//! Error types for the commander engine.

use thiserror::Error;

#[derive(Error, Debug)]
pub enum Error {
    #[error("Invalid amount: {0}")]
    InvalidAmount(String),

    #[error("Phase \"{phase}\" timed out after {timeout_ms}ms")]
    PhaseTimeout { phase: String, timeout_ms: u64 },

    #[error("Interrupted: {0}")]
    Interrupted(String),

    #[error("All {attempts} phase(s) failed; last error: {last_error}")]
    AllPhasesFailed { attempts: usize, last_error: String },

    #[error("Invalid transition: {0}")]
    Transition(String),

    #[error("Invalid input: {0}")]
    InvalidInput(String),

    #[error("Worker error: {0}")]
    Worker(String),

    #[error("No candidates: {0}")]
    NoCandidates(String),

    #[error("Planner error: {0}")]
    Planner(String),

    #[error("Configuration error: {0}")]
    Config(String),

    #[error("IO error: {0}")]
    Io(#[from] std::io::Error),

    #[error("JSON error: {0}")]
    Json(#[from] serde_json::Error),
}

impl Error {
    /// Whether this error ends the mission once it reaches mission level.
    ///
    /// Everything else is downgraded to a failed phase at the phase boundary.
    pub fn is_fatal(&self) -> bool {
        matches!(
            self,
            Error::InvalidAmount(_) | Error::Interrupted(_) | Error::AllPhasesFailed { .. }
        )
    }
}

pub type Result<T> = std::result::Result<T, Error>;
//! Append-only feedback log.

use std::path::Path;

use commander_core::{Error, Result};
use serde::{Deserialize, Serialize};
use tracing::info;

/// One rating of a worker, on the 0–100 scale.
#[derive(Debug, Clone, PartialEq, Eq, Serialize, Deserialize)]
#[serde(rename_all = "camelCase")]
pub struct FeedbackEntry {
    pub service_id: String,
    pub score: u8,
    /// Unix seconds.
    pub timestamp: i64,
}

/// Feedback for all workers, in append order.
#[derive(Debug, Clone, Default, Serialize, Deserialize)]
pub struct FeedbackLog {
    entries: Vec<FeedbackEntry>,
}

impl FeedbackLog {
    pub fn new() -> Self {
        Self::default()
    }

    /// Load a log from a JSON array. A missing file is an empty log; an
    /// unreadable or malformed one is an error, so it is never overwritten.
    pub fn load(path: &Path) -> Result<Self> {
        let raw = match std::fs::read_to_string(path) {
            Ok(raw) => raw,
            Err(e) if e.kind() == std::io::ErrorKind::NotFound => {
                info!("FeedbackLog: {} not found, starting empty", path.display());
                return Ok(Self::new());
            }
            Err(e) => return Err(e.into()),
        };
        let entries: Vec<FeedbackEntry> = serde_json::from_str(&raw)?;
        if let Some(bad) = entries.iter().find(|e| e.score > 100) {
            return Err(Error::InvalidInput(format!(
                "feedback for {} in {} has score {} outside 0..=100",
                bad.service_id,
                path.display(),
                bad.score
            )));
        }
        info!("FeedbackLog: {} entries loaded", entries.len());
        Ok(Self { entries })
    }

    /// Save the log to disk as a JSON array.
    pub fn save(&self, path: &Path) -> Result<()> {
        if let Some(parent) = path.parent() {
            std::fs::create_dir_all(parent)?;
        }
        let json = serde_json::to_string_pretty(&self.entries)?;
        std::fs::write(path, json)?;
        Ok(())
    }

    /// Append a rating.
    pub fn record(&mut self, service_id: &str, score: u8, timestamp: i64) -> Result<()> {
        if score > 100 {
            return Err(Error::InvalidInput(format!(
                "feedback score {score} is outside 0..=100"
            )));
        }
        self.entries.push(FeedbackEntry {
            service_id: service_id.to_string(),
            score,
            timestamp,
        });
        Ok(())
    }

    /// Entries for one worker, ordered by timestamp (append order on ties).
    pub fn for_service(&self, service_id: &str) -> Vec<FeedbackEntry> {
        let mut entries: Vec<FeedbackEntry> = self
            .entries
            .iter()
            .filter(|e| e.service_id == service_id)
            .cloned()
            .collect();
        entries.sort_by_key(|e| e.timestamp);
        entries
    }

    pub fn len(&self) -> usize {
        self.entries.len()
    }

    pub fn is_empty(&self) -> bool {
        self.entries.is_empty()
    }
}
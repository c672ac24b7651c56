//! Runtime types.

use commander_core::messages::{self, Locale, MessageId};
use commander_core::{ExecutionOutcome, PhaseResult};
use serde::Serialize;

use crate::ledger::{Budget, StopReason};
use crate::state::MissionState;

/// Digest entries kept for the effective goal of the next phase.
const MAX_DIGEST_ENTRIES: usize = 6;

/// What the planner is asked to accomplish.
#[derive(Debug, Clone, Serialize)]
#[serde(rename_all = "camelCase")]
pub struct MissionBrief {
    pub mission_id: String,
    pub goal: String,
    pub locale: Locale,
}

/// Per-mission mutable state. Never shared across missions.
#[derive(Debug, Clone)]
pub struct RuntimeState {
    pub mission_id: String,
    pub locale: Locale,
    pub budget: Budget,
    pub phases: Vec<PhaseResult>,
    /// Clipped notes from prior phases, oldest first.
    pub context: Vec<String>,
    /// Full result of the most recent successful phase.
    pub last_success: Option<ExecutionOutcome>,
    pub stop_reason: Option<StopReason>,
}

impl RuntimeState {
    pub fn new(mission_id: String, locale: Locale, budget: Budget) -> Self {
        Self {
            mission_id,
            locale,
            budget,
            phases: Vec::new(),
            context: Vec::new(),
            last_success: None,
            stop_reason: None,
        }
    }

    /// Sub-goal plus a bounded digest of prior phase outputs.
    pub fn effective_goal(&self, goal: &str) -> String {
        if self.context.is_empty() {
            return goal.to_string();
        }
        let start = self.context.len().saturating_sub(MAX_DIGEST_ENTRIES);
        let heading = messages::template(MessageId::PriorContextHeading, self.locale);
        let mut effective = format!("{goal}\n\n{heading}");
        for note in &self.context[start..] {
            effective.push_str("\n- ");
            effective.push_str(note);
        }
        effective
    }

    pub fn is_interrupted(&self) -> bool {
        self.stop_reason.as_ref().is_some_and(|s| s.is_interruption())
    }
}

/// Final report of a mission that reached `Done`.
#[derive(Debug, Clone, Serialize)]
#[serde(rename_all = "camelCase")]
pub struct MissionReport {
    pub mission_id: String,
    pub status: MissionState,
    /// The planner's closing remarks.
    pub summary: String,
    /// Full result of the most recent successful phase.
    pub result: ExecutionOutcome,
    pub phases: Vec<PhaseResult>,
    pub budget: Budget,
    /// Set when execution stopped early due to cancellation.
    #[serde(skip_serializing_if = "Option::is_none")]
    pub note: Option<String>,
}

+ + + + + + +

Repeat the whole listing above exactly.

//! Error types for the commander engine.

use thiserror::Error;

#[derive(Error, Debug)]
pub enum Error {
    #[error("Invalid amount: {0}")]
    InvalidAmount(String),

    #[error("Phase \"{phase}\" timed out after {timeout_ms}ms")]
    PhaseTimeout { phase: String, timeout_ms: u64 },

    #[error("Interrupted: {0}")]
    Interrupted(String),

    #[error("All {attempts} phase(s) failed; last error: {last_error}")]
    AllPhasesFailed { attempts: usize, last_error: String },

    #[error("Invalid transition: {0}")]
    Transition(String),

    #[error("Invalid input: {0}")]
    InvalidInput(String),

    #[error("Worker error: {0}")]
    Worker(String),

    #[error("No candidates: {0}")]
    NoCandidates(String),

    #[error("Planner error: {0}")]
    Planner(String),

    #[error("Configuration error: {0}")]
    Config(String),

    #[error("IO error: {0}")]
    Io(#[from] std::io::Error),

    #[error("JSON error: {0}")]
    Json(#[from] serde_json::Error),
}

impl Error {
    /// Whether this error ends the mission once it reaches mission level.
    ///
    /// Everything else is downgraded to a failed phase at the phase boundary.
    pub fn is_fatal(&self) -> bool {
        matches!(
            self,
            Error::InvalidAmount(_) | Error::Interrupted(_) | Error::AllPhasesFailed { .. }
        )
    }
}

pub type Result<T> = std::result::Result<T, Error>;
//! Append-only feedback log.

use std::path::Path;

use commander_core::{Error, Result};
use serde::{Deserialize, Serialize};
use tracing::info;

/// One rating of a worker, on the 0–100 scale.
#[derive(Debug, Clone, PartialEq, Eq, Serialize, Deserialize)]
#[serde(rename_all = "camelCase")]
pub struct FeedbackEntry {
    pub service_id: String,
    pub score: u8,
    /// Unix seconds.
    pub timestamp: i64,
}

/// Feedback for all workers, in append order.
#[derive(Debug, Clone, Default, Serialize, Deserialize)]
pub struct FeedbackLog {
    entries: Vec<FeedbackEntry>,
}

impl FeedbackLog {
    pub fn new() -> Self {
        Self::default()
    }

    /// Load a log from a JSON array. A missing file is an empty log; an
    /// unreadable or malformed one is an error, so it is never overwritten.
    pub fn load(path: &Path) -> Result<Self> {
        let raw = match std::fs::read_to_string(path) {
            Ok(raw) => raw,
            Err(e) if e.kind() == std::io::ErrorKind::NotFound => {
                info!("FeedbackLog: {} not found, starting empty", path.display());
                return Ok(Self::new());
            }
            Err(e) => return Err(e.into()),
        };
        let entries: Vec<FeedbackEntry> = serde_json::from_str(&raw)?;
        if let Some(bad) = entries.iter().find(|e| e.score > 100) {
            return Err(Error::InvalidInput(format!(
                "feedback for {} in {} has score {} outside 0..=100",
                bad.service_id,
                path.display(),
                bad.score
            )));
        }
        info!("FeedbackLog: {} entries loaded", entries.len());
        Ok(Self { entries })
    }

    /// Save the log to disk as a JSON array.
    pub fn save(&self, path: &Path) -> Result<()> {
        if let Some(parent) = path.parent() {
            std::fs::create_dir_all(parent)?;
        }
        let json = serde_json::to_string_pretty(&self.entries)?;
        std::fs::write(path, json)?;
        Ok(())
    }

    /// Append a rating.
    pub fn record(&mut self, service_id: &str, score: u8, timestamp: i64) -> Result<()> {
        if score > 100 {
            return Err(Error::InvalidInput(format!(
                "feedback score {score} is outside 0..=100"
            )));
        }
        self.entries.push(FeedbackEntry {
            service_id: service_id.to_string(),
            score,
            timestamp,
        });
        Ok(())
    }

    /// Entries for one worker, ordered by timestamp (append order on ties).
    pub fn for_service(&self, service_id: &str) -> Vec<FeedbackEntry> {
        let mut entries: Vec<FeedbackEntry> = self
            .entries
            .iter()
            .filter(|e| e.service_id == service_id)
            .cloned()
            .collect();
        entries.sort_by_key(|e| e.timestamp);
        entries
    }

    pub fn len(&self) -> usize {
        self.entries.len()
    }

    pub fn is_empty(&self) -> bool {
        self.entries.is_empty()
    }
}
repository c672ac24b7651c56
//! Runtime types.

use commander_core::messages::{self, Locale, MessageId};
use commander_core::{ExecutionOutcome, PhaseResult};
use serde::Serialize;

use crate::ledger::{Budget, StopReason};
use crate::state::MissionState;

/// Digest entries kept for the effective goal of the next phase.
const MAX_DIGEST_ENTRIES: usize = 6;

/// What the planner is asked to accomplish.
#[derive(Debug, Clone, Serialize)]
#[serde(rename_all = "camelCase")]
pub struct MissionBrief {
    pub mission_id: String,
    pub goal: String,
    pub locale: Locale,
}

/// Per-mission mutable state. Never shared across missions.
#[derive(Debug, Clone)]
pub struct RuntimeState {
    pub mission_id: String,
    pub locale: Locale,
    pub budget: Budget,
    pub phases: Vec<PhaseResult>,
    /// Clipped notes from prior phases, oldest first.
    pub context: Vec<String>,
    /// Full result of the most recent successful phase.
    pub last_success: Option<ExecutionOutcome>,
    pub stop_reason: Option<StopReason>,
}

impl RuntimeState {
    pub fn new(mission_id: String, locale: Locale, budget: Budget) -> Self {
        Self {
            mission_id,
            locale,
            budget,
            phases: Vec::new(),
            context: Vec::new(),
            last_success: None,
            stop_reason: None,
        }
    }

    /// Sub-goal plus a bounded digest of prior phase outputs.
    pub fn effective_goal(&self, goal: &str) -> String {
        if self.context.is_empty() {
            return goal.to_string();
        }
        let start = self.context.len().saturating_sub(MAX_DIGEST_ENTRIES);
        let heading = messages::template(MessageId::PriorContextHeading, self.locale);
        let mut effective = format!("{goal}\n\n{heading}");
        for note in &self.context[start..] {
            effective.push_str("\n- ");
            effective.push_str(note);
        }
        effective
    }

    pub fn is_interrupted(&self) -> bool {
        self.stop_reason.as_ref().is_some_and(|s| s.is_interruption())
    }
}

/// Final report of a mission that reached `Done`.
#[derive(Debug, Clone, Serialize)]
#[serde(rename_all = "camelCase")]
pub struct MissionReport {
    pub mission_id: String,
    pub status: MissionState,
    /// The planner's closing remarks.
    pub summary: String,
    /// Full result of the most recent successful phase.
    pub result: ExecutionOutcome,
    pub phases: Vec<PhaseResult>,
    pub budget: Budget,
    /// Set when execution stopped early due to cancellation.
    #[serde(skip_serializing_if = "Option::is_none")]
    pub note: Option<String>,
}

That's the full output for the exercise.